Shock Tunnel: It consists of two major parts, the shock tube and the wind tunnel portion. The general schematic layout of the shock tunnel, consisting of shock tube and wind tunnel section, is shown in Fig. 8.2.3. The shock tube portion consists of a constant area tube separated by a diaphragm (generally, metal) into regions of high and low pressures. High and low pressure regions are called ‘driver tube' and ‘driven tube' respectively. The shock tube works on the principle of using a high-pressure gas in the driver tube to set up a shock wave, which propagates into the low pressure gas in the driven tube at the instant of diaphragm rupture. The propagating shock wave compresses and heats the low-pressure test gas in the driven tube to a high pressure and temperature, and also imparts the test gas a high kinetic energy, with which it starts moving at a supersonic Mach number behind the propagating shock wave. This shock wave ideally travels through the driven section at a constant velocity, and there exists a region of steady supersonic flow of high temperature and pressure between the moving driver/driven gas interface and the shock wave.

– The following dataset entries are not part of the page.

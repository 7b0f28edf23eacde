//! Feature extraction
//!
//! Five independent sub-extractors run over the enhanced image. A failing
//! sub-extractor is logged and its signal zeroed; the others still run.

pub mod color;
pub mod debris;
pub mod deformation;
pub mod edges;
pub mod texture;

use thiserror::Error;
use tracing::{instrument, warn};

use crate::config::FeatureConfig;
use crate::domain::{FeatureSet, Signal};
use crate::preprocess::PreparedImage;

pub use edges::EdgeAnalysis;

/// A single signal failed to extract.
#[derive(Debug, Clone, PartialEq, Error)]
#[error("{signal} extraction failed: {reason}")]
pub struct FeatureError {
    /// Failing signal
    pub signal: Signal,
    /// What went wrong
    pub reason: String,
}

impl FeatureError {
    /// Create a feature error
    pub fn new(signal: Signal, reason: impl Into<String>) -> Self {
        Self {
            signal,
            reason: reason.into(),
        }
    }
}

/// Result type for a single sub-extractor
pub type Result<T> = std::result::Result<T, FeatureError>;

/// Runs all sub-extractors with a fixed configuration.
#[derive(Debug, Clone, Default)]
pub struct FeatureExtractor {
    config: FeatureConfig,
}

impl FeatureExtractor {
    /// Create an extractor
    pub fn new(config: FeatureConfig) -> Self {
        Self { config }
    }

    /// Extract every signal. Never fails; failed signals are zeroed and listed
    /// in [`FeatureSet::failed_signals`].
    #[instrument(skip_all, fields(width = image.rgb.width(), height = image.rgb.height()))]
    pub fn extract(&self, image: &PreparedImage) -> FeatureSet {
        let cfg = &self.config;

        let ((color, texture), (edge_analysis, debris)) = rayon::join(
            || {
                rayon::join(
                    || color::extract(&image.rgb, cfg),
                    || texture::extract(&image.gray, cfg.glcm_levels),
                )
            },
            || {
                rayon::join(
                    || edges::analyze(&image.gray, cfg),
                    || debris::score(&image.gray, cfg),
                )
            },
        );

        let deformation = match &edge_analysis {
            Ok(analysis) => Ok(deformation::score(&analysis.line_angles)),
            Err(err) => Err(FeatureError::new(
                Signal::Deformation,
                format!("no line angles: {}", err.reason),
            )),
        };

        let mut failed = Vec::new();
        let features = FeatureSet {
            color: absorb(color, &mut failed),
            texture: absorb(texture, &mut failed),
            edges: absorb(edge_analysis.map(|a| a.features), &mut failed),
            debris_score: absorb(debris, &mut failed),
            deformation_score: absorb(deformation, &mut failed),
            failed_signals: Vec::new(),
        };

        FeatureSet {
            failed_signals: failed,
            ..features
        }
    }
}

fn absorb<T: Default>(result: Result<T>, failed: &mut Vec<Signal>) -> T {
    match result {
        Ok(value) => value,
        Err(err) => {
            warn!(signal = %err.signal, reason = %err.reason, "feature extraction failed, signal zeroed");
            failed.push(err.signal);
            T::default()
        }
    }
}

#[cfg(test)]
mod tests {
    use super::*;
    use crate::config::PreprocessConfig;
    use crate::preprocess::Preprocessor;
    use image::{DynamicImage, Rgb, RgbImage};

    fn prepared(image: RgbImage) -> PreparedImage {
        Preprocessor::new(PreprocessConfig::default())
            .prepare_image(&DynamicImage::ImageRgb8(image))
            .unwrap()
    }

    #[test]
    fn test_blank_image_has_no_structure() {
        let image = prepared(RgbImage::from_pixel(512, 512, Rgb([128, 128, 128])));
        let features = FeatureExtractor::default().extract(&image);

        assert!(features.failed_signals.is_empty());
        assert_eq!(features.edges.density, 0.0);
        assert_eq!(features.edges.line_count, 0);
        assert_eq!(features.debris_score, 0.0);
        assert_eq!(features.deformation_score, 0.0);
        assert_eq!(features.texture.lbp_entropy, 0.0);
    }

    #[test]
    fn test_grid_image_has_edges_and_lines() {
        let image = prepared(RgbImage::from_fn(512, 512, |x, y| {
            if x % 64 < 4 || y % 64 < 4 {
                Rgb([20, 20, 20])
            } else {
                Rgb([220, 220, 220])
            }
        }));
        let features = FeatureExtractor::default().extract(&image);

        assert!(features.edges.density > 0.0);
        assert!(features.edges.line_count > 0);
        assert!(features.texture.lbp_entropy > 0.0);
    }

    #[test]
    fn test_extraction_is_deterministic() {
        let image = prepared(RgbImage::from_fn(256, 256, |x, y| {
            Rgb([(x % 251) as u8, (y % 241) as u8, ((x * y) % 239) as u8])
        }));
        let extractor = FeatureExtractor::default();
        assert_eq!(extractor.extract(&image), extractor.extract(&image));
    }
}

The wind tunnel portion of the shock tunnel consists of a hypersonic nozzle that is attached to the driven end of the shock tube, a test section at the exit of the nozzle where the measurements are carried out, and a dump tank portion to accommodate the gas. The shocked high pressure/temperature gas from the shock tube is then expanded through the hypersonic nozzle to the desired Mach number and velocity in the tunnel test section. The ability of the shock tube portion of the hypersonic shock tunnel to heat the test gas to the conditions encountered in hypersonic flight makes it an attractive tool for hypersonic flow research. The test flow duration in a shock tunnel is in the range of 1ms.

Fig. 8.2.3: Schematic representation of a shock tunnel.